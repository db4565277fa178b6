// Signal handling module
//
// Supported signals:
// - SIGHUP:  Reload the in-memory asset cache from disk
// - SIGTERM: Graceful shutdown
// - SIGINT:  Graceful shutdown (Ctrl+C)

use std::sync::Arc;
use tokio::sync::Notify;

use crate::handler::AssetCache;
use crate::logger;

/// Signal handler state
pub struct SignalHandler {
    /// Notified once on SIGTERM/SIGINT
    pub shutdown: Arc<Notify>,
    assets: Arc<AssetCache>,
}

impl SignalHandler {
    pub fn new(assets: Arc<AssetCache>) -> Self {
        Self {
            shutdown: Arc::new(Notify::new()),
            assets,
        }
    }

    /// Re-read the critical assets off the async worker threads
    pub async fn reload_assets(&self) {
        logger::log_info("[Signal] Reloading critical assets");
        let assets = Arc::clone(&self.assets);
        match tokio::task::spawn_blocking(move || {
            assets.reload();
            assets.len()
        })
        .await
        {
            Ok(count) => logger::log_info(&format!("[Signal] Asset cache reloaded ({count} entries)")),
            Err(e) => logger::log_error(&format!("[Signal] Asset reload task failed: {e}")),
        }
    }

    pub fn request_shutdown(&self) {
        // notify_one keeps a permit if the accept loop is not waiting yet
        self.shutdown.notify_one();
    }
}

/// Start signal handlers (Unix)
///
/// | Signal  | Action                  |
/// |---------|-------------------------|
/// | SIGHUP  | Reload asset cache      |
/// | SIGTERM | Graceful stop           |
/// | SIGINT  | Graceful stop (Ctrl+C)  |
#[cfg(unix)]
pub fn start_signal_handler(handler: Arc<SignalHandler>) -> std::io::Result<()> {
    use tokio::signal::unix::{signal, SignalKind};

    let mut sighup = signal(SignalKind::hangup())?;
    let mut sigterm = signal(SignalKind::terminate())?;
    let mut sigint = signal(SignalKind::interrupt())?;

    logger::log_info(&format!(
        "[Signal] Handlers registered (pid {}): HUP reloads assets, TERM/INT shut down",
        std::process::id()
    ));

    tokio::spawn(async move {
        loop {
            tokio::select! {
                _ = sighup.recv() => {
                    handler.reload_assets().await;
                }
                _ = sigterm.recv() => {
                    logger::log_info("[Signal] SIGTERM received, shutting down");
                    handler.request_shutdown();
                    break;
                }
                _ = sigint.recv() => {
                    logger::log_info("[Signal] SIGINT received, shutting down");
                    handler.request_shutdown();
                    break;
                }
            }
        }
    });

    Ok(())
}

/// Non-unix fallback: only Ctrl+C is handled
#[cfg(not(unix))]
pub fn start_signal_handler(handler: Arc<SignalHandler>) -> std::io::Result<()> {
    tokio::spawn(async move {
        if let Ok(()) = tokio::signal::ctrl_c().await {
            logger::log_info("[Signal] Ctrl+C received, shutting down");
            handler.request_shutdown();
        }
    });
    Ok(())
}

#[cfg(test)]
mod tests {
    use super::*;
    use std::fs;

    #[tokio::test]
    async fn test_reload_assets_picks_up_changes() {
        let dir = tempfile::tempdir().unwrap();
        fs::write(dir.path().join("index.html"), "old").unwrap();
        let assets = Arc::new(AssetCache::load(dir.path(), vec!["index.html".to_string()]));
        let handler = SignalHandler::new(Arc::clone(&assets));

        fs::write(dir.path().join("index.html"), "new").unwrap();
        handler.reload_assets().await;
        assert_eq!(assets.lookup("/index.html").unwrap().content.as_ref(), b"new");
    }

    #[tokio::test]
    async fn test_shutdown_permit_is_kept() {
        let dir = tempfile::tempdir().unwrap();
        let assets = Arc::new(AssetCache::load(dir.path(), Vec::new()));
        let handler = SignalHandler::new(assets);

        handler.request_shutdown();
        // Notified before anyone waited; the stored permit completes this
        tokio::time::timeout(std::time::Duration::from_secs(1), handler.shutdown.notified())
            .await
            .unwrap();
    }
}
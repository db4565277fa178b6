//! HTTP protocol layer module
//!
//! HTTP building blocks shared by the request pipeline: validators and
//! cache policies, content negotiation, MIME detection and response builders.

pub mod cache;
pub mod encoding;
pub mod mime;
pub mod response;

// Re-export commonly used types
pub use cache::{CachePolicy, Validators};
pub use encoding::ContentEncoding;
pub use response::{
    build_304_response, build_404_response, build_405_response, build_500_response,
    build_file_response, build_options_response, strip_body_for_head,
};
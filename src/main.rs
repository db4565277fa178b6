use std::sync::Arc;
use std::time::Duration;

mod config;
mod handler;
mod http;
mod logger;
mod server;

fn main() -> Result<(), Box<dyn std::error::Error>> {
    let cfg = match config::Config::load() {
        Ok(cfg) => cfg,
        Err(e) => {
            eprintln!("[FATAL] Invalid configuration: {e}");
            return Err(e.into());
        }
    };

    logger::init(&cfg)?;

    // Size the runtime from the workers setting, CPU cores otherwise
    let mut runtime_builder = tokio::runtime::Builder::new_multi_thread();
    runtime_builder.enable_all();
    if let Some(workers) = cfg.workers {
        runtime_builder.worker_threads(workers.max(1));
    }
    let runtime = runtime_builder.build()?;

    runtime.block_on(async_main(cfg))
}

async fn async_main(cfg: config::Config) -> Result<(), Box<dyn std::error::Error>> {
    let addr = cfg.socket_addr()?;
    let grace = Duration::from_secs(cfg.performance.write_timeout);

    let state = Arc::new(config::AppState::new(cfg)?);
    let listener = server::create_reusable_listener(addr)?;
    logger::log_server_start(&addr, &state.config);
    logger::log_info(&format!(
        "Pipeline: {}",
        state.pipeline.stage_names().join(" -> ")
    ));
    if state.assets.is_empty() {
        logger::log_warning("No critical assets cached, every request will read from disk");
    }

    let signals = Arc::new(server::SignalHandler::new(Arc::clone(&state.assets)));
    server::start_signal_handler(Arc::clone(&signals))?;

    server::run_server_loop(listener, Arc::clone(&state), Arc::clone(&signals.shutdown)).await;
    server::drain_connections(&state, grace).await;

    logger::log_shutdown();
    Ok(())
}
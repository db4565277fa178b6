//! Request resolution and conditional serving
//!
//! Picks the source for a request (memory cache, the file on disk, or the SPA
//! fallback file), derives its validators and decides between a full body and
//! 304 Not Modified.

use hyper::body::Bytes;
use hyper::Response;
use std::fs::Metadata;
use std::path::{Path, PathBuf};
use std::sync::Arc;
use std::time::UNIX_EPOCH;

use crate::config::Config;
use crate::http::{self, mime, Validators};
use crate::logger;

use super::assets::AssetCache;
use super::pipeline::RequestContext;

pub struct Resolver {
    static_dir: PathBuf,
    fallback_file: PathBuf,
    fallback_url: String,
    assets: Arc<AssetCache>,
}

impl Resolver {
    pub fn new(config: &Config, assets: Arc<AssetCache>) -> Self {
        let static_dir = PathBuf::from(&config.static_dir);
        Self {
            fallback_file: static_dir.join(&config.spa_fallback_file),
            fallback_url: config.fallback_url_path(),
            static_dir,
            assets,
        }
    }

    pub async fn resolve(&self, ctx: &RequestContext) -> Response<Bytes> {
        let lookup_path = if ctx.path == "/" {
            self.fallback_url.as_str()
        } else {
            ctx.path.as_str()
        };

        if let Some(asset) = self.assets.lookup(lookup_path) {
            let validators = Validators::new(asset.modified, asset.size);
            if is_not_modified(ctx, &validators) {
                return http::build_304_response(&validators);
            }
            return http::build_file_response(
                asset.content.clone(),
                asset.mime_type,
                &validators,
            );
        }

        let requested = self.static_dir.join(lookup_path.trim_start_matches('/'));
        let (file_path, metadata) = match regular_file(&requested).await {
            Some(metadata) => (requested, metadata),
            None => match regular_file(&self.fallback_file).await {
                Some(metadata) => (self.fallback_file.clone(), metadata),
                None => {
                    logger::log_debug(&format!(
                        "Neither {} nor fallback {} exist",
                        requested.display(),
                        self.fallback_file.display()
                    ));
                    return http::build_404_response();
                }
            },
        };

        let validators = Validators::new(
            metadata.modified().unwrap_or(UNIX_EPOCH),
            metadata.len(),
        );
        if is_not_modified(ctx, &validators) {
            return http::build_304_response(&validators);
        }

        match tokio::fs::read(&file_path).await {
            Ok(content) => http::build_file_response(
                Bytes::from(content),
                mime::content_type_for_path(&file_path),
                &validators,
            ),
            Err(e) => {
                logger::log_error(&format!(
                    "Failed to read file '{}': {e}",
                    file_path.display()
                ));
                http::build_500_response()
            }
        }
    }
}

/// Metadata of `path` when it is a regular file; directories count as missing
async fn regular_file(path: &Path) -> Option<Metadata> {
    tokio::fs::metadata(path)
        .await
        .ok()
        .filter(Metadata::is_file)
}

fn is_not_modified(ctx: &RequestContext, validators: &Validators) -> bool {
    validators.is_not_modified(
        ctx.if_none_match.as_deref(),
        ctx.if_modified_since.as_deref(),
    )
}
//! MIME type detection module
//!
//! Maps file extensions to Content-Type values, matching the table browsers
//! expect from a static file server. Extensions compare case-insensitively.

use std::path::Path;

/// Get MIME Content-Type based on file extension
pub fn get_content_type(extension: Option<&str>) -> &'static str {
    let Some(ext) = extension else {
        return "application/octet-stream";
    };

    match ext.to_ascii_lowercase().as_str() {
        // Text
        "html" | "htm" => "text/html; charset=utf-8",
        "css" => "text/css; charset=utf-8",
        "txt" | "md" => "text/plain; charset=utf-8",
        "xml" => "text/xml; charset=utf-8",
        "csv" => "text/csv; charset=utf-8",

        // Script and data
        "js" | "mjs" => "text/javascript; charset=utf-8",
        "json" | "map" => "application/json",
        "webmanifest" => "application/manifest+json",
        "wasm" => "application/wasm",

        // Images
        "png" => "image/png",
        "jpg" | "jpeg" => "image/jpeg",
        "gif" => "image/gif",
        "svg" => "image/svg+xml",
        "ico" => "image/vnd.microsoft.icon",
        "webp" => "image/webp",
        "avif" => "image/avif",

        // Media
        "mp4" => "video/mp4",
        "webm" => "video/webm",
        "mp3" => "audio/mpeg",
        "wav" => "audio/wav",

        // Fonts
        "woff" => "font/woff",
        "woff2" => "font/woff2",
        "ttf" => "font/ttf",
        "otf" => "font/otf",

        // Documents
        "pdf" => "application/pdf",
        "zip" => "application/zip",

        _ => "application/octet-stream",
    }
}

/// Content-Type for a file path
pub fn content_type_for_path(path: &Path) -> &'static str {
    get_content_type(path.extension().and_then(|e| e.to_str()))
}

------------------------------------------------

** WHAT YOU HAVE TO DO **
Gather from the entries above all lines that include the string "super".

** OUTPUT FOR THIS EXERCISE **
    use super::*;
use super::assets::AssetCache;
use super::pipeline::RequestContext;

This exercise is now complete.